[EXERCISE REQUIREMENTS]
Every line of the material below needs to be written out exactly, please.

[MATERIAL PROVIDED]
//! # SubscriberSet: one queue and one worker task per subscriber.
//!
//! ```text
//! emit_arc(ev)
//!   for each slot:
//!     slot.sub.accepts(ev.kind)? ── no ──► skip
//!     try_send(ev) ── Full / Closed ──► bus: SubscriberOverflow (unless ev is one)
//!                   └─ Ok ──► worker ──► on_event(ev)
//!                                          └─ panic ──► bus: SubscriberPanicked
//! ```
//!
//! Delivery is FIFO per subscriber; there is no ordering across subscribers.
//! Panics are caught with `AssertUnwindSafe`, so a subscriber that panics while
//! holding a lock may leave its own state inconsistent.

use std::sync::Arc;

use futures::FutureExt;
use tokio::sync::mpsc::{self, error::TrySendError};
use tokio::task::JoinHandle;
use tracing::{debug, warn};

use crate::error::panic_message;
use crate::events::{Bus, RuntimeEvent, RuntimeEventKind};
use crate::subscribers::Subscribe;

struct Slot {
    sub: Arc<dyn Subscribe>,
    queue: mpsc::Sender<Arc<RuntimeEvent>>,
}

/// Fans runtime events out to every registered [`Subscribe`] implementation.
pub struct SubscriberSet {
    slots: Vec<Slot>,
    workers: Vec<JoinHandle<()>>,
    bus: Bus,
}

impl SubscriberSet {
    /// Spawns one worker per subscriber. Must be called inside a tokio runtime.
    #[must_use]
    pub fn new(subs: Vec<Arc<dyn Subscribe>>, bus: Bus) -> Self {
        let (slots, workers) = subs
            .into_iter()
            .map(|sub| {
                let (queue, rx) = mpsc::channel(sub.queue_capacity().max(1));
                let worker = tokio::spawn(drive(Arc::clone(&sub), rx, bus.clone()));
                (Slot { sub, queue }, worker)
            })
            .unzip();
        Self {
            slots,
            workers,
            bus,
        }
    }

    /// Queues a copy of `event` for every interested subscriber.
    pub fn emit(&self, event: &RuntimeEvent) {
        self.emit_arc(Arc::new(event.clone()));
    }

    /// Queues `event` for every interested subscriber without copying it.
    ///
    /// An overflow report that itself overflows is dropped silently.
    pub fn emit_arc(&self, event: Arc<RuntimeEvent>) {
        let report = event.kind != RuntimeEventKind::SubscriberOverflow;
        for slot in self.slots.iter().filter(|s| s.sub.accepts(event.kind)) {
            let reason = match slot.queue.try_send(Arc::clone(&event)) {
                Ok(()) => continue,
                Err(TrySendError::Full(_)) => "full",
                Err(TrySendError::Closed(_)) => "closed",
            };
            if report {
                self.bus
                    .publish(RuntimeEvent::subscriber_overflow(slot.sub.name(), reason));
            }
        }
    }

    /// Number of subscribers.
    pub fn len(&self) -> usize {
        self.slots.len()
    }

    /// True if there are no subscribers.
    pub fn is_empty(&self) -> bool {
        self.slots.is_empty()
    }

    /// Closes every queue and waits until each worker has handled what was queued.
    pub async fn shutdown(self) {
        drop(self.slots);
        for worker in self.workers {
            let _ = worker.await;
        }
        debug!("subscriber workers finished");
    }
}

async fn drive(sub: Arc<dyn Subscribe>, mut rx: mpsc::Receiver<Arc<RuntimeEvent>>, bus: Bus) {
    while let Some(ev) = rx.recv().await {
        let handled = std::panic::AssertUnwindSafe(sub.on_event(&ev))
            .catch_unwind()
            .await;
        if let Err(payload) = handled {
            let info = panic_message(&*payload);
            warn!(subscriber = sub.name(), %info, "subscriber panicked");
            bus.publish(RuntimeEvent::subscriber_panicked(sub.name(), info));
        }
    }
}

#[cfg(test)]
mod tests {
    use super::*;
    use async_trait::async_trait;
    use parking_lot::Mutex;

    struct Recorder {
        seen: Arc<Mutex<Vec<RuntimeEventKind>>>,
        only: Option<RuntimeEventKind>,
    }

    #[async_trait]
    impl Subscribe for Recorder {
        async fn on_event(&self, event: &RuntimeEvent) {
            self.seen.lock().push(event.kind);
        }
        fn name(&self) -> &'static str {
            "recorder"
        }
        fn accepts(&self, kind: RuntimeEventKind) -> bool {
            self.only.is_none_or(|only| only == kind)
        }
    }

    struct Panicker;

    #[async_trait]
    impl Subscribe for Panicker {
        async fn on_event(&self, _event: &RuntimeEvent) {
            panic!("subscriber exploded");
        }
        fn name(&self) -> &'static str {
            "panicker"
        }
    }

    #[tokio::test]
    async fn delivers_in_order_and_isolates_panics() {
        let bus = Bus::new(16);
        let mut bus_rx = bus.subscribe();
        let seen = Arc::new(Mutex::new(Vec::new()));
        let set = SubscriberSet::new(
            vec![
                Arc::new(Recorder {
                    seen: seen.clone(),
                    only: None,
                }),
                Arc::new(Panicker),
            ],
            bus.clone(),
        );
        assert_eq!(set.len(), 2);

        set.emit(&RuntimeEvent::new(RuntimeEventKind::CacheOpened));
        set.emit(&RuntimeEvent::new(RuntimeEventKind::CacheDeleted));

        let panicked = bus_rx.recv().await.expect("panic event");
        assert_eq!(panicked.kind, RuntimeEventKind::SubscriberPanicked);
        assert_eq!(panicked.context.as_deref(), Some("panicker"));

        set.shutdown().await;
        assert_eq!(
            *seen.lock(),
            vec![RuntimeEventKind::CacheOpened, RuntimeEventKind::CacheDeleted]
        );
    }

    #[tokio::test]
    async fn filtered_kinds_are_never_queued() {
        let bus = Bus::new(16);
        let seen = Arc::new(Mutex::new(Vec::new()));
        let set = SubscriberSet::new(
            vec![Arc::new(Recorder {
                seen: seen.clone(),
                only: Some(RuntimeEventKind::InstallFailed),
            })],
            bus,
        );

        set.emit(&RuntimeEvent::new(RuntimeEventKind::CacheOpened));
        set.emit(&RuntimeEvent::new(RuntimeEventKind::InstallFailed));
        set.shutdown().await;

        assert_eq!(*seen.lock(), vec![RuntimeEventKind::InstallFailed]);
    }
}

[OUTPUT FOR THIS EXERCISE]
//! # SubscriberSet: one queue and one worker task per subscriber.
//!
//! ```text
//! emit_arc(ev)
//!   for each slot:
//!     slot.sub.accepts(ev.kind)? ── no ──► skip
//!     try_send(ev) ── Full / Closed ──► bus: SubscriberOverflow (unless ev is one)
//!                   └─ Ok ──► worker ──► on_event(ev)
//!                                          └─ panic ──► bus: SubscriberPanicked
//! ```
//!
//! Delivery is FIFO per subscriber; there is no ordering across subscribers.
//! Panics are caught with `AssertUnwindSafe`, so a subscriber that panics while
//! holding a lock may leave its own state inconsistent.

use std::sync::Arc;

use futures::FutureExt;
use tokio::sync::mpsc::{self, error::TrySendError};
use tokio::task::JoinHandle;
use tracing::{debug, warn};

use crate::error::panic_message;
use crate::events::{Bus, RuntimeEvent, RuntimeEventKind};
use crate::subscribers::Subscribe;

struct Slot {
    sub: Arc<dyn Subscribe>,
    queue: mpsc::Sender<Arc<RuntimeEvent>>,
}

/// Fans runtime events out to every registered [`Subscribe`] implementation.
pub struct SubscriberSet {
    slots: Vec<Slot>,
    workers: Vec<JoinHandle<()>>,
    bus: Bus,
}

impl SubscriberSet {
    /// Spawns one worker per subscriber. Must be called inside a tokio runtime.
    #[must_use]
    pub fn new(subs: Vec<Arc<dyn Subscribe>>, bus: Bus) -> Self {
        let (slots, workers) = subs
            .into_iter()
            .map(|sub| {
                let (queue, rx) = mpsc::channel(sub.queue_capacity().max(1));
                let worker = tokio::spawn(drive(Arc::clone(&sub), rx, bus.clone()));
                (Slot { sub, queue }, worker)
            })
            .unzip();
        Self {
            slots,
            workers,
            bus,
        }
    }

    /// Queues a copy of `event` for every interested subscriber.
    pub fn emit(&self, event: &RuntimeEvent) {
        self.emit_arc(Arc::new(event.clone()));
    }

    /// Queues `event` for every interested subscriber without copying it.
    ///
    /// An overflow report that itself overflows is dropped silently.
    pub fn emit_arc(&self, event: Arc<RuntimeEvent>) {
        let report = event.kind != RuntimeEventKind::SubscriberOverflow;
        for slot in self.slots.iter().filter(|s| s.sub.accepts(event.kind)) {
            let reason = match slot.queue.try_send(Arc::clone(&event)) {
                Ok(()) => continue,
                Err(TrySendError::Full(_)) => "full",
                Err(TrySendError::Closed(_)) => "closed",
            };
            if report {
                self.bus
                    .publish(RuntimeEvent::subscriber_overflow(slot.sub.name(), reason));
            }
        }
    }

    /// Number of subscribers.
    pub fn len(&self) -> usize {
        self.slots.len()
    }

    /// True if there are no subscribers.
    pub fn is_empty(&self) -> bool {
        self.slots.is_empty()
    }

    /// Closes every queue and waits until each worker has handled what was queued.
    pub async fn shutdown(self) {
        drop(self.slots);
        for worker in self.workers {
            let _ = worker.await;
        }
        debug!("subscriber workers finished");
    }
}

async fn drive(sub: Arc<dyn Subscribe>, mut rx: mpsc::Receiver<Arc<RuntimeEvent>>, bus: Bus) {
    while let Some(ev) = rx.recv().await {
        let handled = std::panic::AssertUnwindSafe(sub.on_event(&ev))
            .catch_unwind()
            .await;
        if let Err(payload) = handled {
            let info = panic_message(&*payload);
            warn!(subscriber = sub.name(), %info, "subscriber panicked");
            bus.publish(RuntimeEvent::subscriber_panicked(sub.name(), info));
        }
    }
}

#[cfg(test)]
mod tests {
    use super::*;
    use async_trait::async_trait;
    use parking_lot::Mutex;

    struct Recorder {
        seen: Arc<Mutex<Vec<RuntimeEventKind>>>,
        only: Option<RuntimeEventKind>,
    }

    #[async_trait]
    impl Subscribe for Recorder {
        async fn on_event(&self, event: &RuntimeEvent) {
            self.seen.lock().push(event.kind);
        }
        fn name(&self) -> &'static str {
            "recorder"
        }
        fn accepts(&self, kind: RuntimeEventKind) -> bool {
            self.only.is_none_or(|only| only == kind)
        }
    }

    struct Panicker;

    #[async_trait]
    impl Subscribe for Panicker {
        async fn on_event(&self, _event: &RuntimeEvent) {
            panic!("subscriber exploded");
        }
        fn name(&self) -> &'static str {
            "panicker"
        }
    }

    #[tokio::test]
    async fn delivers_in_order_and_isolates_panics() {
        let bus = Bus::new(16);
        let mut bus_rx = bus.subscribe();
        let seen = Arc::new(Mutex::new(Vec::new()));
        let set = SubscriberSet::new(
            vec![
                Arc::new(Recorder {
                    seen: seen.clone(),
                    only: None,
                }),
                Arc::new(Panicker),
            ],
            bus.clone(),
        );
        assert_eq!(set.len(), 2);

        set.emit(&RuntimeEvent::new(RuntimeEventKind::CacheOpened));
        set.emit(&RuntimeEvent::new(RuntimeEventKind::CacheDeleted));

        let panicked = bus_rx.recv().await.expect("panic event");
        assert_eq!(panicked.kind, RuntimeEventKind::SubscriberPanicked);
        assert_eq!(panicked.context.as_deref(), Some("panicker"));

        set.shutdown().await;
        assert_eq!(
            *seen.lock(),
            vec![RuntimeEventKind::CacheOpened, RuntimeEventKind::CacheDeleted]
        );
    }

    #[tokio::test]
    async fn filtered_kinds_are_never_queued() {
        let bus = Bus::new(16);
        let seen = Arc::new(Mutex::new(Vec::new()));
        let set = SubscriberSet::new(
            vec![Arc::new(Recorder {
                seen: seen.clone(),
                only: Some(RuntimeEventKind::InstallFailed),
            })],
            bus,
        );

        set.emit(&RuntimeEvent::new(RuntimeEventKind::CacheOpened));
        set.emit(&RuntimeEvent::new(RuntimeEventKind::InstallFailed));
        set.shutdown().await;

        assert_eq!(*seen.lock(), vec![RuntimeEventKind::InstallFailed]);
    }
}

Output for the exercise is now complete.